-- What the task requires --
Retype word for word the lines of the data below, from the first to the one bearing "use crate::database::DatabaseManager;", with that one included.

-- Extracted data entries --
┏━━

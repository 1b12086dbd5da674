use axum::{
    extract::State,
    http::{header, HeaderValue, Method, StatusCode},
    middleware::from_fn_with_state,
    response::{IntoResponse, Json},
    routing::{get, post},
    Router,
};
use serde_json::{json, Value};
use tower_http::{
    cors::{AllowOrigin, CorsLayer},
    trace::TraceLayer,
};

use crate::config::SecurityConfig;
use crate::database::DatabaseManager;
use crate::handlers::{protected, public};
use crate::middleware::jwt_auth_middleware;
use crate::state::AppState;

/// Build the full router with public and protected tiers.
pub fn app(state: AppState) -> Router {
    let mut router = Router::new()
        // Public
        .route("/", get(root))
        .route("/health", get(health))
        .merge(auth_public_routes())
        // Protected API
        .merge(protected_routes(state.clone()))
        .layer(TraceLayer::new_for_http());

    if let Some(cors) = cors_layer(&state.config.security) {
        router = router.layer(cors);
    }

    router.with_state(state)
}

fn auth_public_routes() -> Router<AppState> {
    use public::auth;

    Router::new()
        .route("/api/auth/register", post(auth::register))
        .route("/api/auth/login", post(auth::login))
}

fn protected_routes(state: AppState) -> Router<AppState> {
    use protected::{cliente, logradouro};

    Router::new()
        .route("/api/cliente", get(cliente::list).post(cliente::create))
        .route(
            "/api/cliente/:id",
            get(cliente::get).put(cliente::update).delete(cliente::delete),
        )
        .route("/api/logradouro", get(logradouro::list).post(logradouro::create))
        .route(
            "/api/logradouro/:id",
            get(logradouro::get)
                .put(logradouro::update)
                .delete(logradouro::delete),
        )
        .route_layer(from_fn_with_state(state, jwt_auth_middleware))
}

fn cors_layer(security: &SecurityConfig) -> Option<CorsLayer> {
    if !security.enable_cors {
        return None;
    }

    let origins: Vec<HeaderValue> = security
        .cors_origins
        .iter()
        .filter_map(|origin| match HeaderValue::from_str(origin) {
            Ok(value) => Some(value),
            Err(_) => {
                tracing::warn!("Ignoring invalid CORS origin '{}'", origin);
                None
            }
        })
        .collect();

    Some(
        CorsLayer::new()
            .allow_origin(AllowOrigin::list(origins))
            .allow_methods([Method::GET, Method::POST, Method::PUT, Method::DELETE])
            .allow_headers([header::AUTHORIZATION, header::CONTENT_TYPE]),
    )
}

async fn root() -> Json<Value> {
    let version = env!("CARGO_PKG_VERSION");

    Json(json!({
        "success": true,
        "data": {
            "name": "Thomas CRUD API",
            "version": version,
            "endpoints": {
                "auth": "/api/auth/register, /api/auth/login (public)",
                "cliente": "/api/cliente[/:id] (protected)",
                "logradouro": "/api/logradouro[/:id] (protected)",
                "health": "/health (public)"
            }
        }
    }))
}

async fn health(State(state): State<AppState>) -> impl IntoResponse {
    let now = chrono::Utc::now();

    let Some(pool) = &state.pool else {
        return (
            StatusCode::OK,
            Json(json!({
                "success": true,
                "data": { "status": "ok", "timestamp": now, "database": "memory" }
            })),
        );
    };

    match DatabaseManager::health_check(pool).await {
        Ok(_) => (
            StatusCode::OK,
            Json(json!({
                "success": true,
                "data": { "status": "ok", "timestamp": now, "database": "ok" }
            })),
        ),
        Err(e) => {
            tracing::error!("Health check failed: {}", e);
            (
                StatusCode::SERVICE_UNAVAILABLE,
                Json(json!({
                    "error": true,
                    "message": "database unavailable",
                    "code": "SERVICE_UNAVAILABLE",
                    "data": { "status": "degraded", "timestamp": now }
                })),
            )
        }
    }
}
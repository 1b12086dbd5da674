//! Password hashing and registration input rules.

use argon2::{
    password_hash::{rand_core::OsRng, PasswordHash, PasswordHasher, PasswordVerifier, SaltString},
    Argon2,
};
use thiserror::Error;

#[derive(Debug, Error)]
pub enum PasswordError {
    #[error("Password hashing failed: {0}")]
    Hashing(String),
}

/// Hash a password with Argon2id, returning the PHC string.
pub fn hash_password(password: &str) -> Result<String, PasswordError> {
    let salt = SaltString::generate(&mut OsRng);
    Argon2::default()
        .hash_password(password.as_bytes(), &salt)
        .map(|hash| hash.to_string())
        .map_err(|e| PasswordError::Hashing(e.to_string()))
}

/// Check a password against a stored PHC hash. Malformed hashes never match.
pub fn verify_password(password: &str, hash: &str) -> bool {
    match PasswordHash::new(hash) {
        Ok(parsed) => Argon2::default()
            .verify_password(password.as_bytes(), &parsed)
            .is_ok(),
        Err(e) => {
            tracing::warn!("Stored password hash could not be parsed: {}", e);
            false
        }
    }
}

/// Password strength requirements
#[derive(Debug, Clone)]
pub struct PasswordPolicy {
    pub min_length: usize,
    pub require_uppercase: bool,
    pub require_lowercase: bool,
    pub require_digit: bool,
    pub require_non_alphanumeric: bool,
}

impl Default for PasswordPolicy {
    fn default() -> Self {
        Self {
            min_length: 6,
            require_uppercase: true,
            require_lowercase: true,
            require_digit: true,
            require_non_alphanumeric: true,
        }
    }
}

impl PasswordPolicy {
    /// Validate a password, collecting every unmet rule.
    pub fn validate(&self, password: &str) -> Result<(), Vec<&'static str>> {
        let mut errors = Vec::new();

        if password.chars().count() < self.min_length {
            errors.push("Password is too short");
        }
        if self.require_uppercase && !password.chars().any(|c| c.is_uppercase()) {
            errors.push("Password must contain an uppercase letter");
        }
        if self.require_lowercase && !password.chars().any(|c| c.is_lowercase()) {
            errors.push("Password must contain a lowercase letter");
        }
        if self.require_digit && !password.chars().any(|c| c.is_ascii_digit()) {
            errors.push("Password must contain a digit");
        }
        if self.require_non_alphanumeric && password.chars().all(|c| c.is_alphanumeric()) {
            errors.push("Password must contain a non-alphanumeric character");
        }

        if errors.is_empty() {
            Ok(())
        } else {
            Err(errors)
        }
    }
}

/// Usernames may contain letters, digits and `-._@+`.
pub fn validate_username_format(username: &str) -> Result<(), String> {
    if username.trim().is_empty() {
        return Err("Username cannot be empty".to_string());
    }
    if username.chars().count() > 256 {
        return Err("Username must be at most 256 characters".to_string());
    }
    if !username
        .chars()
        .all(|c| c.is_ascii_alphanumeric() || matches!(c, '-' | '.' | '_' | '@' | '+'))
    {
        return Err(format!("Username '{}' is invalid, can only contain letters or digits", username));
    }
    Ok(())
}

pub fn validate_email_format(email: &str) -> Result<(), String> {
    if email.is_empty() {
        return Err("Email cannot be empty".to_string());
    }

    let Some((local, domain)) = email.split_once('@') else {
        return Err(format!("Email '{}' is invalid", email));
    };
    if local.is_empty()
        || domain.is_empty()
        || domain.contains('@')
        || email.chars().any(char::is_whitespace)
    {
        return Err(format!("Email '{}' is invalid", email));
    }
    Ok(())
}
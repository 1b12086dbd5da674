//! Repository ports for the three persisted entities.
//!
//! Each trait has a PostgreSQL implementation that routes every mutation
//! through a stored function, and the in-process implementation in
//! [`crate::database::memory`].

use async_trait::async_trait;

use crate::database::manager::DatabaseError;
use crate::database::models::{Cliente, Logradouro, NewCliente, NewLogradouro, NewUser, User};

pub mod cliente;
pub mod logradouro;
pub mod user;

pub use cliente::PgClienteRepository;
pub use logradouro::PgLogradouroRepository;
pub use user::PgUserRepository;

/// Name of the UNIQUE constraint on `clientes.email`
pub const CLIENTE_EMAIL_CONSTRAINT: &str = "clientes_email_key";
/// Name of the UNIQUE constraint on `users.username`
pub const USER_USERNAME_CONSTRAINT: &str = "users_username_key";
/// Name of the UNIQUE constraint on `users.email`
pub const USER_EMAIL_CONSTRAINT: &str = "users_email_key";

#[async_trait]
pub trait ClienteRepository: Send + Sync {
    async fn get_by_id(&self, id: i32) -> Result<Option<Cliente>, DatabaseError>;

    /// All Clientes with their Logradouros, ordered by id.
    async fn get_all(&self) -> Result<Vec<Cliente>, DatabaseError>;

    /// Insert and return the stored row. A duplicate email is reported as
    /// [`DatabaseError::UniqueViolation`].
    async fn add(&self, cliente: &NewCliente) -> Result<Cliente, DatabaseError>;

    /// Returns `None` when no Cliente has this id.
    async fn update(&self, id: i32, cliente: &NewCliente) -> Result<Option<Cliente>, DatabaseError>;

    /// Returns `false` when no Cliente has this id. Removes child Logradouros.
    async fn delete(&self, id: i32) -> Result<bool, DatabaseError>;
}

#[async_trait]
pub trait LogradouroRepository: Send + Sync {
    async fn get_by_id(&self, id: i32) -> Result<Option<Logradouro>, DatabaseError>;
    async fn get_all(&self) -> Result<Vec<Logradouro>, DatabaseError>;

    /// Insert and return the stored row. An unknown `cliente_id` is reported
    /// as [`DatabaseError::ForeignKeyViolation`].
    async fn add(&self, logradouro: &NewLogradouro) -> Result<Logradouro, DatabaseError>;

    async fn update(
        &self,
        id: i32,
        logradouro: &NewLogradouro,
    ) -> Result<Option<Logradouro>, DatabaseError>;

    async fn delete(&self, id: i32) -> Result<bool, DatabaseError>;
}

/// Identity store
#[async_trait]
pub trait UserRepository: Send + Sync {
    async fn find_by_email(&self, email: &str) -> Result<Option<User>, DatabaseError>;
    async fn find_by_username(&self, username: &str) -> Result<Option<User>, DatabaseError>;

    /// Persist a new user. A taken username or email is reported as
    /// [`DatabaseError::UniqueViolation`] naming the violated constraint.
    async fn create(&self, user: &NewUser) -> Result<User, DatabaseError>;
}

┗━━

-- Problem solution --
repository 1b12086dbd5da674
use axum::{
    extract::State,
    http::{header, HeaderValue, Method, StatusCode},
    middleware::from_fn_with_state,
    response::{IntoResponse, Json},
    routing::{get, post},
    Router,
};
use serde_json::{json, Value};
use tower_http::{
    cors::{AllowOrigin, CorsLayer},
    trace::TraceLayer,
};

use crate::config::SecurityConfig;
use crate::database::DatabaseManager;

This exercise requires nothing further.